Spirituality is vital to human life. You might expect art to become the major source of it, given religion’s decline. But no—it’s the opposite: art mirrors our culture’s lack of spirituality. My experience in Polish Theater exposed exactly that—a hollow absence of spirit.
Wednesday
String theory attracts a lot of criticism. People offer different arguments and phrase them differently, but ultimately there are only a few underlying sentiments. One of them is that string theory monopolizes research on quantum gravity—too many resources are invested in it, leaving alternative approaches underfunded. I agree with that sentiment. Quantum gravity research is too important to place all our bets on one approach, especially since we currently lack the technology to empirically test string theory, which makes it significantly riskier.
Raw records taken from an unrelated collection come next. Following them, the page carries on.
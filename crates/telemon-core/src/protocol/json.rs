//! JSON form: single metric objects, batches, and reply bodies.
//!
//! Decoding goes through [`WireMetric`] first so a syntactically broken body
//! (`BadRequest`) is told apart from an unknown `type` (`BadType`).

use crate::error::{MetricsError, Result};
use crate::metric::{Metric, ServerResponse, WireMetric};
use crate::protocol::sign::Signer;

/// Representation negotiated for a reply body.
#[derive(Debug, Clone, Copy, PartialEq, Eq, Default)]
pub enum BodyFormat {
    #[default]
    Json,
    Text,
    Html,
}

impl BodyFormat {
    /// Pick a format from an `Accept` header value.
    ///
    /// `html` wins, then `json`; anything else (including a missing header)
    /// gets plain text.
    pub fn from_accept(accept: Option<&str>) -> Self {
        let accept = accept.unwrap_or_default();
        if accept.contains("html") {
            BodyFormat::Html
        } else if accept.contains("json") {
            BodyFormat::Json
        } else {
            BodyFormat::Text
        }
    }

    pub fn content_type(self) -> &'static str {
        match self {
            BodyFormat::Json => "application/json",
            BodyFormat::Text => "text/plain; charset=utf-8",
            BodyFormat::Html => "text/html; charset=utf-8",
        }
    }
}

fn parse_wire(body: &[u8]) -> Result<WireMetric> {
    serde_json::from_slice(body)
        .map_err(|e| MetricsError::BadRequest(format!("invalid metric json: {e}")))
}

/// Decode a single metric; values are optional (lookup form).
pub fn decode_metric(body: &[u8]) -> Result<Metric> {
    let metric = Metric::try_from(parse_wire(body)?)?;
    if metric.id.is_empty() {
        return Err(MetricsError::BadAttrValue("empty metric id".into()));
    }
    Ok(metric)
}

/// Decode a single metric that must carry the field matching its kind.
pub fn decode_update(body: &[u8]) -> Result<Metric> {
    let metric = decode_metric(body)?;
    metric.require_value()?;
    Ok(metric)
}

/// Decode a batch. One bad element rejects the whole batch.
pub fn decode_batch(body: &[u8]) -> Result<Vec<Metric>> {
    let wire: Vec<WireMetric> = serde_json::from_slice(body)
        .map_err(|e| MetricsError::BadRequest(format!("invalid metrics batch json: {e}")))?;

    wire.into_iter()
        .map(|w| {
            let metric = Metric::try_from(w)?;
            if metric.id.is_empty() {
                return Err(MetricsError::BadAttrValue("empty metric id".into()));
            }
            metric.require_value()?;
            Ok(metric)
        })
        .collect()
}

fn to_json<T: serde::Serialize>(v: &T) -> Result<Vec<u8>> {
    serde_json::to_vec(v).map_err(|e| MetricsError::Internal(format!("encode json: {e}")))
}

/// Encode a metric reply, signing it first when a key is configured.
pub fn encode_metric(metric: &Metric, signer: Option<&Signer>, format: BodyFormat) -> Result<Vec<u8>> {
    let mut metric = metric.clone();
    if let Some(signer) = signer {
        signer.sign_metric(&mut metric)?;
    }
    match format {
        BodyFormat::Json => to_json(&metric),
        BodyFormat::Text | BodyFormat::Html => Ok(metric.as_text().into_bytes()),
    }
}

/// Encode a batch for transport. Every element is signed when a key is set.
pub fn encode_batch(metrics: &[Metric], signer: Option<&Signer>) -> Result<Vec<u8>> {
    match signer {
        Some(signer) => {
            let mut signed = metrics.to_vec();
            for m in signed.iter_mut() {
                signer.sign_metric(m)?;
            }
            to_json(&signed)
        }
        None => to_json(&metrics),
    }
}

/// Encode a result envelope, signing it when a key is configured.
pub fn encode_response(
    resp: &ServerResponse,
    signer: Option<&Signer>,
    format: BodyFormat,
) -> Result<Vec<u8>> {
    let mut resp = resp.clone();
    if let Some(signer) = signer {
        signer.sign_response(&mut resp)?;
    }
    match format {
        BodyFormat::Json => to_json(&resp),
        BodyFormat::Text | BodyFormat::Html => Ok(resp.as_text().into_bytes()),
    }
}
Another sentiment is based on shortcomings or uncomfortable aspects of the theory. The main issue is that string theory assumes extra spatial dimensions that form a Calabi–Yau manifold. The problem is that the number of possible shapes this manifold can take is truly gargantuan, and it’s unclear which, if any, applies to our universe. Some estimates suggest that string theory could describe as many as 10^500 different universes. For some, this level of flexibility is unacceptable; they want a theory that is more concrete and specific, one that doesn’t rely on anthropic arguments.
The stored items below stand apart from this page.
//! Agent config loader (strict parsing) with flag/env overlay.

pub mod cli;
pub mod schema;

use std::fs;
use std::path::Path;

use telemon_core::{MetricsError, Result};

pub use cli::AgentArgs;
pub use schema::{AgentConfig, AgentSection};

pub fn load_from_file(path: impl AsRef<Path>) -> Result<AgentConfig> {
    let cfg = parse_file(path.as_ref())?;
    cfg.validate()?;
    Ok(cfg)
}

pub fn load_from_str(s: &str) -> Result<AgentConfig> {
    let cfg = parse(s)?;
    cfg.validate()?;
    Ok(cfg)
}

/// Strict parse only; range checks wait until every layer is applied.
fn parse(s: &str) -> Result<AgentConfig> {
    serde_yaml::from_str(s).map_err(|e| MetricsError::BadRequest(format!("invalid yaml: {e}")))
}

fn parse_file(path: &Path) -> Result<AgentConfig> {
    let s = fs::read_to_string(path)
        .map_err(|e| MetricsError::Internal(format!("read config {} failed: {e}", path.display())))?;
    parse(&s)
}

/// File (if any) < flags/env. Validated once, after the overlay.
pub fn resolve(args: AgentArgs) -> Result<AgentConfig> {
    let mut cfg = match args.config.as_deref() {
        Some(path) => parse_file(path)?,
        None => AgentConfig::default(),
    };
    args.overlay(&mut cfg);
    cfg.validate()?;
    Ok(cfg)
}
Some also criticize string theory for a lack of testable predictions and for slow progress. Though these are separate complaints, to me they represent the same sentiment: that string theory is just too hard. People expect and want a theory that’s easy to test, simple, straightforward, and thus easy and quick to develop. It’s understandable—I, too, would love to have immediate solutions to the problems of quantum gravity, the black hole information paradox, and the unification of all forces. But why assume it should be simple? There’s no reason for that to be the case.
Perhaps the great successes of Quantum Mechanics (QM) and General Relativity (GR) have conditioned some of us to expect quick, spectacular progress. My belief is that when string theory is finally completed, and the first major experimental successes arrive, physicists will look back at GR and QM the way Einstein regarded Special Relativity when he was working on General Relativity: as “child’s play.” If we’re used to spectacular, rapid progress, it may just be because, until now, we’ve been picking low-hanging fruit—and we might have to get used to a slower pace.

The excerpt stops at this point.